El estrés es una respuesta natural del cuerpo ante situaciones que percibe como amenazas o desafíos. En pequeñas dosis, puede ser útil, incluso motivador .
Pero cuando se vuelve constante, cuando vives en un estado de alerta prolongado, ese estrés deja de ser funcional y comienza a afectar profundamente tu salud física, emocional y mental.
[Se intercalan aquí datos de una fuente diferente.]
use axum::http::StatusCode;
use axum_test::multipart::{MultipartForm, Part};
use serde_json::{Value, json};
use test_context::test_context;

use super::{ApiContext, FAILING_IMAGE, UnconfiguredApiContext};

fn image(name: &str, bytes: &[u8]) -> Part {
    Part::bytes(bytes.to_vec())
        .file_name(name.to_string())
        .mime_type("image/png")
}

async fn analyze(ctx: &ApiContext, names: &[&str]) -> Vec<Value> {
    let form = names.iter().fold(MultipartForm::new(), |form, name| {
        form.add_part("images", image(&format!("{name}.png"), name.as_bytes()))
    });

    let response = ctx.server.post("/api/products/analyze").multipart(form).await;
    response.assert_status_ok();

    let body: Value = response.json();
    body["results"].as_array().cloned().unwrap_or_default()
}

#[test_context(ApiContext)]
#[tokio::test]
async fn empty_store_lists_nothing(ctx: &mut ApiContext) {
    let response = ctx.server.get("/api/products").await;

    response.assert_status_ok();
    response.assert_json(&json!([]));
}

#[test_context(ApiContext)]
#[tokio::test]
async fn analyze_stores_each_image_and_reports_failures_inline(ctx: &mut ApiContext) {
    let form = MultipartForm::new()
        .add_part("images", image("serum.png", b"Serum"))
        .add_part("images", image("broken.png", FAILING_IMAGE))
        .add_part("images", image("toner.png", b"Toner"));

    let response = ctx.server.post("/api/products/analyze").multipart(form).await;
    response.assert_status_ok();

    let body: Value = response.json();
    let results = body["results"].as_array().unwrap();
    assert_eq!(results.len(), 3);

    assert_eq!(results[0]["name"], "Serum");
    assert_eq!(results[0]["expiryDate"], "2027-03");
    assert!(results[0].get("timeLeft").is_none() || results[0]["timeLeft"].is_null());
    assert_eq!(results[0]["ingredients"][1]["safetyRating"], "caution");

    assert_eq!(results[1]["error"], "Failed to analyze image");
    assert_eq!(results[1]["filename"], "broken.png");
    assert!(results[1]["details"].is_string());

    assert_eq!(results[2]["name"], "Toner");

    let products: Vec<Value> = ctx.server.get("/api/products").await.json();
    assert_eq!(products.len(), 2);
}

#[test_context(ApiContext)]
#[tokio::test]
async fn list_is_newest_first(ctx: &mut ApiContext) {
    for name in ["First", "Second", "Third"] {
        analyze(ctx, &[name]).await;
    }

    let products: Vec<Value> = ctx.server.get("/api/products").await.json();
    let names: Vec<&str> = products.iter().filter_map(|p| p["name"].as_str()).collect();

    assert_eq!(names, vec!["Third", "Second", "First"]);
}

#[test_context(ApiContext)]
#[tokio::test]
async fn analyze_without_images_is_rejected(ctx: &mut ApiContext) {
    let response = ctx
        .server
        .post("/api/products/analyze")
        .multipart(MultipartForm::new().add_text("note", "no files here"))
        .await;

    response.assert_status(StatusCode::BAD_REQUEST);
    let body: Value = response.json();
    assert_eq!(body["error"], "No images provided");
}

#[test_context(ApiContext)]
#[tokio::test]
async fn analyze_rejects_non_images(ctx: &mut ApiContext) {
    let form = MultipartForm::new().add_part(
        "images",
        Part::bytes(b"plain text".to_vec())
            .file_name("notes.txt")
            .mime_type("text/plain"),
    );

    let response = ctx.server.post("/api/products/analyze").multipart(form).await;

    response.assert_status(StatusCode::BAD_REQUEST);
    let products: Vec<Value> = ctx.server.get("/api/products").await.json();
    assert!(products.is_empty());
}

#[test_context(ApiContext)]
#[tokio::test]
async fn analyze_rejects_more_than_ten_images(ctx: &mut ApiContext) {
    let form = (0..11).fold(MultipartForm::new(), |form, i| {
        form.add_part("images", image(&format!("{i}.png"), b"Serum"))
    });

    let response = ctx.server.post("/api/products/analyze").multipart(form).await;

    response.assert_status(StatusCode::BAD_REQUEST);
}

#[test_context(UnconfiguredApiContext)]
#[tokio::test]
async fn analyze_without_credential_reports_each_file(ctx: &mut UnconfiguredApiContext) {
    let form = MultipartForm::new()
        .add_part("images", image("serum.png", b"Serum"))
        .add_part("images", image("toner.png", b"Toner"));

    let response = ctx.server.post("/api/products/analyze").multipart(form).await;
    response.assert_status_ok();

    let body: Value = response.json();
    let results = body["results"].as_array().unwrap();
    assert_eq!(results.len(), 2);
    for (result, filename) in results.iter().zip(["serum.png", "toner.png"]) {
        assert_eq!(result["error"], "Failed to analyze image");
        assert_eq!(result["filename"], filename);
        assert!(result["details"].as_str().unwrap().contains("GEMINI_API_KEY"));
    }

    let products: Vec<Value> = ctx.server.get("/api/products").await.json();
    assert!(products.is_empty());
}

#[test_context(ApiContext)]
#[tokio::test]
async fn analyze_rejects_oversized_images(ctx: &mut ApiContext) {
    let oversized = vec![0u8; 10 * 1024 * 1024 + 1];
    let form = MultipartForm::new()
        .add_part("images", image("serum.png", b"Serum"))
        .add_part("images", image("huge.png", &oversized));

    let response = ctx.server.post("/api/products/analyze").multipart(form).await;

    response.assert_status(StatusCode::BAD_REQUEST);
    let body: Value = response.json();
    let error = body["error"].as_str().unwrap();
    assert!(error.contains("huge.png"));
    assert!(error.contains("10 MB"));

    let products: Vec<Value> = ctx.server.get("/api/products").await.json();
    assert!(products.is_empty());
}

#[test_context(ApiContext)]
#[tokio::test]
async fn get_product_checks_the_id(ctx: &mut ApiContext) {
    let response = ctx.server.get("/api/products/abc").await;
    response.assert_status(StatusCode::BAD_REQUEST);
    assert_eq!(response.json::<Value>()["error"], "Invalid product ID");

    let response = ctx.server.get("/api/products/42").await;
    response.assert_status(StatusCode::NOT_FOUND);
    assert_eq!(response.json::<Value>()["error"], "Product not found");

    let stored = analyze(ctx, &["Serum"]).await;
    let id = stored[0]["id"].as_i64().unwrap();

    let response = ctx.server.get(&format!("/api/products/{id}")).await;
    response.assert_status_ok();
    assert_eq!(response.json::<Value>(), stored[0]);
}

#[test_context(ApiContext)]
#[tokio::test]
async fn compare_returns_products_and_side_by_side_view(ctx: &mut ApiContext) {
    let stored = analyze(ctx, &["Serum", "Toner"]).await;
    let first = stored[0]["id"].as_i64().unwrap();
    let second = stored[1]["id"].as_i64().unwrap();

    let response = ctx
        .server
        .post("/api/products/compare")
        .json(&json!({ "productIds": [second, 999, first] }))
        .await;
    response.assert_status_ok();

    let body: Value = response.json();
    assert_eq!(body["products"][0]["name"], "Toner");
    assert_eq!(body["products"][1]["name"], "Serum");
    assert_eq!(body["comparison"].as_array().unwrap().len(), 2);
    assert_eq!(body["comparison"][0]["productId"], second);
    // (5 + 3) / 2 = 4
    assert_eq!(body["comparison"][0]["overallSafety"], "Good");
    assert_eq!(body["comparison"][0]["moreIngredients"], 0);
    assert_eq!(body["comparison"][0]["timeLeftPercentage"], 0.0);
}

#[test_context(ApiContext)]
#[tokio::test]
async fn compare_needs_two_known_products(ctx: &mut ApiContext) {
    let stored = analyze(ctx, &["Serum"]).await;
    let id = stored[0]["id"].as_i64().unwrap();

    let response = ctx
        .server
        .post("/api/products/compare")
        .json(&json!({ "productIds": [id, 999] }))
        .await;
    response.assert_status(StatusCode::BAD_REQUEST);
    assert_eq!(
        response.json::<Value>()["error"],
        "At least 2 valid products are required for comparison"
    );

    let response = ctx
        .server
        .post("/api/products/compare")
        .json(&json!({ "productIds": [id] }))
        .await;
    response.assert_status(StatusCode::BAD_REQUEST);
    assert_eq!(
        response.json::<Value>()["error"],
        "At least 2 product IDs are required for comparison"
    );

    let response = ctx
        .server
        .post("/api/products/compare")
        .json(&json!({ "productIds": "1,2" }))
        .await;
    response.assert_status(StatusCode::BAD_REQUEST);
}

#[test_context(ApiContext)]
#[tokio::test]
async fn delete_removes_the_product_once(ctx: &mut ApiContext) {
    let stored = analyze(ctx, &["Serum"]).await;
    let id = stored[0]["id"].as_i64().unwrap();

    let response = ctx.server.delete("/api/products/abc").await;
    response.assert_status(StatusCode::BAD_REQUEST);
    assert_eq!(response.json::<Value>()["error"], "Invalid product ID");

    let response = ctx.server.delete(&format!("/api/products/{id}")).await;
    response.assert_status_ok();
    response.assert_json(&json!({ "message": "Product deleted successfully" }));

    ctx.server
        .get(&format!("/api/products/{id}"))
        .await
        .assert_status(StatusCode::NOT_FOUND);
    ctx.server
        .delete(&format!("/api/products/{id}"))
        .await
        .assert_status(StatusCode::NOT_FOUND);

    let next = analyze(ctx, &["Toner"]).await;
    assert!(next[0]["id"].as_i64().unwrap() > id);
}

#[test_context(ApiContext)]
#[tokio::test]
async fn openapi_document_lists_product_routes(ctx: &mut ApiContext) {
    let response = ctx.server.get("/api-docs/openapi.json").await;
    response.assert_status_ok();

    let document: Value = response.json();
    assert!(document["paths"].get("/api/products").is_some());
    assert!(document["paths"].get("/api/products/{product_id}").is_some());
}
El cuerpo, bajo estrés, libera hormonas como el cortisol y la adrenalina. Estas sustancias preparan al organismo para reaccionar rápidamente, pero cuando se mantienen elevadas durante mucho tiempo, generan un desgaste. El sistema inmunológico se debilita, lo que te hace más propenso a enfermedades. Puedes notar que te enfermas con más frecuencia, que no duermes bien o que siempre estás cansado, incluso después de descansar.
En la mente, el estrés crónico también deja huella. Dificulta la concentración, reduce la memoria y alimenta pensamientos negativos. Muchas personas comienzan a sentir ansiedad, irritabilidad o tristeza persistente. Con el tiempo, este estado constante puede derivar en trastornos como la depresión o ataques de pánico. Además, se altera la relación con uno mismo y con los demás: las emociones se desbordan con facilidad y las relaciones personales sufren.
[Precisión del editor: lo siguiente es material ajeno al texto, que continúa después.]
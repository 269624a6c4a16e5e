use crate::application::http::product::router::ProductApiDoc;
use utoipa::OpenApi;

#[derive(OpenApi)]
#[openapi(
    info(
        title = "ProductLens API"
    ),
    nest(
        (path = "/api/products", api = ProductApiDoc),
    )
)]
pub struct ApiDoc;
El cuerpo manda señales todo el tiempo: dolores musculares, problemas digestivos, insomnio, palpitaciones, falta de apetito o atracones. Ignorarlas solo agrava la situación. Por eso es vital reconocer cuándo el estrés está saliéndose de control y buscar herramientas para gestionarlo.
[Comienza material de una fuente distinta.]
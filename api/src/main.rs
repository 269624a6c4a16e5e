use std::{net::SocketAddr, sync::Arc};

use clap::Parser;
use tracing::info;
use tracing_subscriber::EnvFilter;

use crate::application::http::server::http_server::{router, state};
use crate::args::{Args, LogArgs};

mod application;
mod args;

fn init_logger(log: &LogArgs) {
    let filter = EnvFilter::try_new(&log.filter).unwrap_or_else(|_| EnvFilter::new("info"));
    let subscriber = tracing_subscriber::fmt().with_env_filter(filter);

    if log.json {
        subscriber.json().init();
    } else {
        subscriber.init();
    }
}

#[tokio::main]
async fn main() -> Result<(), anyhow::Error> {
    dotenv::dotenv().ok();

    let args = Arc::new(Args::parse());
    init_logger(&args.log);

    let addr = SocketAddr::new(args.server.host, args.server.port);
    let state = state(args.clone()).await?;
    let router = router(state)?;

    info!("listening on {}", addr);
    axum_server::bind(addr)
        .serve(router.into_make_service())
        .await?;

    Ok(())
}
Respirar profundo, hacer ejercicio, hablar con alguien de confianza, escribir lo que sientes o acudir a terapia no son lujos ni signos de debilidad. Son pasos necesarios para recuperar el equilibrio. Cuidar tu salud mental es una forma directa de proteger tu cuerpo, tu paz y tu calidad de vida.
No esperes a que el cuerpo grite lo que el alma lleva tiempo susurrando.